David Mahan is the Executive Director of the Rivendell Institute at Yale and a Lecturer in Religion and Literature at the Institute of Sacred Music, Yale Divinity School. He and his wife Karen have been members of St. John’s since 1993.
Racial Justice Fellowship
Michèle Sigg lived in Alabama and Georgia before moving to France with her missionary parents at the age of eleven. When she returned to the United States, she attended a conservative Presbyterian college (Covenant College) for two years. Then she studied at the University of Pennsylvania (B.A., M.A. French Literature) in Philadelphia where she met her husband, Sam, also a missionary kid. After teaching French at the university and high school levels, she began working as project assistant on the Dictionary of African Christian Biography (www.DACB.org). She is now executive director of the DACB, an open access online resource that documents the stories of African Christians responsible for the spread of the gospel in Africa from the time of Christ to the present (all traditions, all countries). Discovering African and world Christianity played an important role in her spiritual and theological journey, in particular, understanding the role of women in leadership. In 2012, she received an MTh from Africa International University in Nairobi, Kenya and in 2018, a doctorate in World Christianity from Boston University. She is a visiting fellow at the Rivendell Institute where she manages Yale Faculty Roundtable initiatives.

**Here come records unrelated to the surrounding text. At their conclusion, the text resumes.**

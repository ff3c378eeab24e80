//! Ingredient catalog
//!
//! Static hot and cold ingredient tables.

use serde::Deserialize;
use std::fmt;
use std::str::FromStr;

/// Hot or cold drink; selects the catalog
#[derive(Debug, Clone, Copy, PartialEq, Eq, Default, Deserialize)]
#[serde(rename_all = "lowercase")]
pub enum DrinkType {
    #[default]
    Hot,
    Cold,
}

impl fmt::Display for DrinkType {
    fn fmt(&self, f: &mut fmt::Formatter<'_>) -> fmt::Result {
        match self {
            DrinkType::Hot => write!(f, "hot"),
            DrinkType::Cold => write!(f, "cold"),
        }
    }
}

impl FromStr for DrinkType {
    type Err = String;

    fn from_str(s: &str) -> Result<Self, Self::Err> {
        match s.trim().to_ascii_lowercase().as_str() {
            "hot" => Ok(DrinkType::Hot),
            "cold" => Ok(DrinkType::Cold),
            other => Err(format!("unknown drink type '{}'", other)),
        }
    }
}

#[derive(Debug, Clone, Copy, PartialEq, Eq)]
pub enum Category {
    Base,
    Flavor,
    Topping,
    Sweetener,
}

impl Category {
    /// Display order used when listing the catalog
    pub const ALL: [Category; 4] = [
        Category::Base,
        Category::Flavor,
        Category::Topping,
        Category::Sweetener,
    ];
}

impl fmt::Display for Category {
    fn fmt(&self, f: &mut fmt::Formatter<'_>) -> fmt::Result {
        match self {
            Category::Base => write!(f, "base"),
            Category::Flavor => write!(f, "flavor"),
            Category::Topping => write!(f, "topping"),
            Category::Sweetener => write!(f, "sweetener"),
        }
    }
}

/// One catalog row
#[derive(Debug, Clone, PartialEq, Eq)]
pub struct Ingredient {
    pub id: &'static str,
    pub name: &'static str,
    pub category: Category,
    /// Hex swatch colour
    pub color: &'static str,
    pub default_amount: &'static str,
    pub unit: &'static str,
}

const fn ingredient(
    id: &'static str,
    name: &'static str,
    category: Category,
    color: &'static str,
    default_amount: &'static str,
    unit: &'static str,
) -> Ingredient {
    Ingredient {
        id,
        name,
        category,
        color,
        default_amount,
        unit,
    }
}

pub static HOT_INGREDIENTS: &[Ingredient] = &[
    ingredient("espresso", "Espresso", Category::Base, "#8B4513", "2", "shots"),
    ingredient("pike-place", "Pike Place Roast", Category::Base, "#6F4E37", "8", "oz"),
    ingredient("blonde-roast", "Blonde Roast", Category::Base, "#D2B48C", "8", "oz"),
    ingredient("dark-roast", "Dark Roast", Category::Base, "#2F1B14", "8", "oz"),
    ingredient("chai-tea", "Chai Tea", Category::Base, "#D2691E", "6", "oz"),
    ingredient("green-tea", "Green Tea", Category::Base, "#9ACD32", "6", "oz"),
    ingredient("earl-grey", "Earl Grey Tea", Category::Base, "#696969", "6", "oz"),
    ingredient("matcha", "Matcha", Category::Base, "#7CB342", "2", "scoops"),
    ingredient("hot-chocolate", "Hot Chocolate", Category::Base, "#7B3F00", "6", "oz"),
    ingredient("white-mocha", "White Hot Chocolate", Category::Base, "#F5E6D3", "6", "oz"),
    ingredient("vanilla", "Vanilla Syrup", Category::Flavor, "#F3E5AB", "1", "pump"),
    ingredient("caramel", "Caramel Syrup", Category::Flavor, "#D2691E", "1", "pump"),
    ingredient("hazelnut", "Hazelnut Syrup", Category::Flavor, "#D2B48C", "1", "pump"),
    ingredient("brown-sugar", "Brown Sugar Syrup", Category::Flavor, "#A0522D", "1", "pump"),
    ingredient("classic", "Classic Syrup", Category::Flavor, "#FFD700", "1", "pump"),
    ingredient("peppermint", "Peppermint Syrup", Category::Flavor, "#98FB98", "1", "pump"),
    ingredient("toffee-nut", "Toffee Nut Syrup", Category::Flavor, "#DEB887", "1", "pump"),
    ingredient("cinnamon-dolce", "Cinnamon Dolce", Category::Flavor, "#D2691E", "1", "pump"),
    ingredient("white-mocha-syrup", "White Mocha Syrup", Category::Flavor, "#F5E6D3", "1", "pump"),
    ingredient("mocha-syrup", "Mocha Syrup", Category::Flavor, "#654321", "1", "pump"),
    ingredient("2percent-milk", "2% Milk", Category::Flavor, "#F5F5DC", "4", "oz"),
    ingredient("oat-milk", "Oat Milk", Category::Flavor, "#F4E4BC", "4", "oz"),
    ingredient("almond-milk", "Almond Milk", Category::Flavor, "#FFEBCD", "4", "oz"),
    ingredient("coconut-milk", "Coconut Milk", Category::Flavor, "#F5F5DC", "4", "oz"),
    ingredient("soy-milk", "Soy Milk", Category::Flavor, "#F5DEB3", "4", "oz"),
    ingredient("heavy-cream", "Heavy Cream", Category::Flavor, "#FFFACD", "2", "oz"),
    ingredient("half-and-half", "Half & Half", Category::Flavor, "#FFF8DC", "3", "oz"),
    ingredient("whipped-cream", "Whipped Cream", Category::Topping, "#FFFACD", "1", "dollop"),
    ingredient("caramel-drizzle", "Caramel Drizzle", Category::Topping, "#D2691E", "1", "drizzle"),
    ingredient("chocolate-drizzle", "Chocolate Drizzle", Category::Topping, "#654321", "1", "drizzle"),
    ingredient("cinnamon-powder", "Cinnamon Powder", Category::Topping, "#D2691E", "1", "dash"),
    ingredient("nutmeg", "Nutmeg", Category::Topping, "#8B4513", "1", "pinch"),
    ingredient("foam", "Steamed Milk Foam", Category::Topping, "#FFFDD0", "2", "oz"),
    ingredient("extra-shot", "Extra Espresso Shot", Category::Topping, "#8B4513", "1", "shot"),
    ingredient("sea-salt", "Sea Salt", Category::Topping, "#F5F5F5", "1", "pinch"),
];

pub static COLD_INGREDIENTS: &[Ingredient] = &[
    ingredient("cold-brew", "Cold Brew", Category::Base, "#4A4A4A", "8", "oz"),
    ingredient("iced-coffee", "Iced Coffee", Category::Base, "#8B4513", "6", "oz"),
    ingredient("iced-americano", "Iced Americano", Category::Base, "#654321", "6", "oz"),
    ingredient("nitro-cold-brew", "Nitro Cold Brew", Category::Base, "#2F1B14", "8", "oz"),
    ingredient("iced-green-tea", "Iced Green Tea", Category::Base, "#9ACD32", "6", "oz"),
    ingredient("iced-black-tea", "Iced Black Tea", Category::Base, "#8B4513", "6", "oz"),
    ingredient("iced-white-tea", "Iced White Tea", Category::Base, "#F5F5DC", "6", "oz"),
    ingredient("refresher-base", "Refresher Base", Category::Base, "#FF69B4", "6", "oz"),
    ingredient("frappuccino-base", "Frappuccino Base", Category::Base, "#DEB887", "4", "oz"),
    ingredient("iced-matcha", "Iced Matcha", Category::Base, "#7CB342", "2", "scoops"),
    ingredient("ice", "Ice Cubes", Category::Base, "#E0F6FF", "1", "cup"),
    ingredient("crushed-ice", "Crushed Ice", Category::Base, "#F0F8FF", "½", "cup"),
    ingredient("vanilla-cold", "Vanilla Syrup", Category::Flavor, "#F3E5AB", "1", "pump"),
    ingredient("caramel-cold", "Caramel Syrup", Category::Flavor, "#D2691E", "1", "pump"),
    ingredient("hazelnut-cold", "Hazelnut Syrup", Category::Flavor, "#D2B48C", "1", "pump"),
    ingredient("brown-sugar-cold", "Brown Sugar Syrup", Category::Flavor, "#A0522D", "1", "pump"),
    ingredient("classic-cold", "Classic Syrup", Category::Flavor, "#FFD700", "1", "pump"),
    ingredient("raspberry", "Raspberry Syrup", Category::Flavor, "#DC143C", "1", "pump"),
    ingredient("peach", "Peach Syrup", Category::Flavor, "#FFCBA4", "1", "pump"),
    ingredient("mango", "Mango Syrup", Category::Flavor, "#FFB347", "1", "pump"),
    ingredient("strawberry", "Strawberry Syrup", Category::Flavor, "#FF69B4", "1", "pump"),
    ingredient("liquid-cane-sugar", "Liquid Cane Sugar", Category::Sweetener, "#F5DEB3", "1", "pump"),
    ingredient("cold-2percent", "Cold 2% Milk", Category::Flavor, "#F0F8FF", "4", "oz"),
    ingredient("cold-oat-milk", "Cold Oat Milk", Category::Flavor, "#F4E4BC", "4", "oz"),
    ingredient("cold-almond-milk", "Cold Almond Milk", Category::Flavor, "#FFEBCD", "4", "oz"),
    ingredient("cold-coconut-milk", "Cold Coconut Milk", Category::Flavor, "#F5F5DC", "4", "oz"),
    ingredient("cold-soy-milk", "Cold Soy Milk", Category::Flavor, "#F5DEB3", "4", "oz"),
    ingredient("mint", "Fresh Mint", Category::Flavor, "#98FB98", "3", "leaves"),
    ingredient("lemon", "Lemon Juice", Category::Flavor, "#FFFF00", "½", "oz"),
    ingredient("lime", "Lime Juice", Category::Flavor, "#32CD32", "½", "oz"),
    ingredient("cold-foam", "Cold Foam", Category::Topping, "#F0F8FF", "2", "oz"),
    ingredient("vanilla-sweet-cream", "Vanilla Sweet Cream", Category::Topping, "#FFFACD", "1", "splash"),
    ingredient("whipped-cream-cold", "Whipped Cream", Category::Topping, "#FFFACD", "1", "dollop"),
    ingredient("caramel-drizzle-cold", "Caramel Drizzle", Category::Topping, "#D2691E", "1", "drizzle"),
    ingredient("chocolate-drizzle-cold", "Chocolate Drizzle", Category::Topping, "#654321", "1", "drizzle"),
    ingredient("cookie-crumbles", "Cookie Crumbles", Category::Topping, "#DEB887", "1", "sprinkle"),
    ingredient("java-chips", "Java Chips", Category::Topping, "#654321", "1", "scoop"),
    ingredient("fresh-berries", "Fresh Berries", Category::Topping, "#8B008B", "2", "pieces"),
    ingredient("coconut-flakes", "Coconut Flakes", Category::Topping, "#F5F5DC", "1", "sprinkle"),
    ingredient("extra-shot-cold", "Extra Shot (Iced)", Category::Topping, "#8B4513", "1", "shot"),
];

pub fn ingredients_for(drink_type: DrinkType) -> &'static [Ingredient] {
    match drink_type {
        DrinkType::Hot => HOT_INGREDIENTS,
        DrinkType::Cold => COLD_INGREDIENTS,
    }
}

pub fn find_ingredient(drink_type: DrinkType, id: &str) -> Option<&'static Ingredient> {
    ingredients_for(drink_type).iter().find(|i| i.id == id)
}

pub fn by_category(
    drink_type: DrinkType,
    category: Category,
) -> impl Iterator<Item = &'static Ingredient> {
    ingredients_for(drink_type)
        .iter()
        .filter(move |i| i.category == category)
}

She and Sam have lived in New Haven since 2000 with their three children, Johan, Annie, and Catherine.
Mike and his wife, Kate, joined St. John’s in 2018. He is the Executive Director of the Project on Religious Freedom & Society in Africa at Yale University’s Whitney and Betty MacMillan Center for International and Area Studies. He is the Executive Director the Center for Early African Christianity and the General Editor for the multi-volume series — Ancient Commentary Texts.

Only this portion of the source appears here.